**WHAT THE EXERCISE ASKS:** Say how many lines of the listing below hold the word "derive". Give only that number.
※ ※ ※
//! Scan pipeline orchestrator.
//!
//! `ScanPipeline` owns the single input/result state and is the only place
//! transitions happen. Every other scan module is either a pure helper or a
//! collaborator behind a trait.
//!
//! Concurrency rules:
//! - State sits behind a `std::sync::Mutex` that is never held across an
//!   `.await`.
//! - Each dispatch is tagged with a generation. `reset()` bumps it, so a
//!   response that arrives afterwards is discarded.
//! - Both validators run as tasks keyed by attachment id. A verdict for a
//!   superseded attachment is dropped.
//! - The progress ticker lives inside the in-flight record, so leaving
//!   `Analyzing` by any path cancels it.

use std::sync::{Arc, Mutex, MutexGuard};

use serde::Serialize;
use tokio::task::JoinHandle;
use tracing::{debug, info, warn};
use uuid::Uuid;

use super::backend::{BackendError, HttpScanBackend, ScanBackend};
use super::dispatch::{build_request, dispatch, input_ready, symptom_chars};
use super::events::{EventSink, ScanEvent};
use super::normalize::{first_upload, normalize, preview_data_uri, ImageUpload};
use super::progress::ProgressTicker;
use super::quality::{
    assess_image, HeuristicQualityCheck, QualityCheck, QualityIssue, QualityReport,
};
use super::router::{route, ScanView};
use super::sharing::{GateState, SharingGate};
use super::types::{
    AnalysisResult, ImageAttachment, InputMode, NormalizedImage, PipelinePhase, QualityVerdict,
    ResultKind, SharingDecision,
};
use super::ScanError;
use crate::config::ScanConfig;
use crate::session::SessionContext;

// ═══════════════════════════════════════════════════════════
// State
// ═══════════════════════════════════════════════════════════

/// The outstanding analysis request. Dropping it stops the ticker.
struct InFlight {
    kind: ResultKind,
    ticker: ProgressTicker,
}

impl InFlight {
    fn generation(&self) -> u64 {
        self.ticker.generation()
    }
}

#[derive(Default)]
struct PipelineState {
    mode: InputMode,
    symptoms: String,
    image: Option<ImageAttachment>,
    validators: Vec<JoinHandle<()>>,
    /// Consent flag sent with text analyses.
    analysis_consent: bool,
    in_flight: Option<InFlight>,
    result: Option<AnalysisResult>,
    share_gate: SharingGate,
    generation: u64,
    /// Bumped by every selection, clear and reset. A normalization that
    /// finishes under an older value is dropped.
    attach_seq: u64,
}

impl PipelineState {
    /// The image that participates in gating and dispatch.
    fn active_image(&self) -> Option<&ImageAttachment> {
        match self.mode {
            InputMode::Image => self.image.as_ref(),
            InputMode::Text => None,
        }
    }

    fn phase(&self, min_chars: usize) -> PipelinePhase {
        if self.in_flight.is_some() {
            return PipelinePhase::Analyzing;
        }
        if let Some(result) = &self.result {
            return PipelinePhase::ResultReady(result.kind());
        }
        match self.active_image() {
            Some(image) if image.is_rejected() => PipelinePhase::Idle,
            Some(image) if image.is_validating() => PipelinePhase::Validating,
            Some(_) => PipelinePhase::ReadyToAnalyze,
            None if symptom_chars(&self.symptoms) >= min_chars => PipelinePhase::ReadyToAnalyze,
            None => PipelinePhase::Idle,
        }
    }

    fn can_analyze(&self, min_chars: usize) -> bool {
        self.in_flight.is_none()
            && self.result.is_none()
            && input_ready(self.active_image(), &self.symptoms, min_chars)
    }

    /// Input may only change before a dispatch starts or after a reset.
    fn ensure_editable(&self) -> Result<(), ScanError> {
        if self.in_flight.is_some() || self.result.is_some() {
            return Err(ScanError::Busy);
        }
        Ok(())
    }

    fn abort_validators(&mut self) {
        for handle in self.validators.drain(..) {
            handle.abort();
        }
    }

    fn input_changed(&self) -> ScanEvent {
        ScanEvent::InputChanged {
            mode: self.mode,
            has_image: self.image.is_some(),
            symptom_chars: symptom_chars(&self.symptoms),
        }
    }

    fn attachment_mut(&mut self, id: Uuid) -> Option<&mut ImageAttachment> {
        self.image.as_mut().filter(|a| a.id == id)
    }
}

/// Serializable view of the pipeline at one instant.
#[derive(Debug, Clone, Serialize)]
pub struct ScanSnapshot {
    pub phase: PipelinePhase,
    pub mode: InputMode,
    pub symptoms: String,
    pub image: Option<ImageAttachment>,
    /// Displayed percentage while `Analyzing`.
    pub progress: Option<u8>,
    pub result: Option<AnalysisResult>,
    pub share_gate: GateState,
    pub can_analyze: bool,
    pub generation: u64,
}

/// How a call to [`ScanPipeline::analyze`] ended without error.
#[derive(Debug, Clone, PartialEq)]
pub enum DispatchOutcome {
    Completed(AnalysisResult),
    /// The pipeline was reset while the request was outstanding.
    Discarded,
    /// A request was already in flight; nothing was sent.
    Busy,
}

// ═══════════════════════════════════════════════════════════
// Pipeline
// ═══════════════════════════════════════════════════════════

#[derive(Clone)]
pub struct ScanPipeline {
    state: Arc<Mutex<PipelineState>>,
    backend: Arc<dyn ScanBackend>,
    quality: Arc<dyn QualityCheck>,
    session: Arc<dyn SessionContext>,
    sink: Arc<dyn EventSink>,
    config: Arc<ScanConfig>,
}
※ ※ ※
**WRITTEN SOLUTION:** 4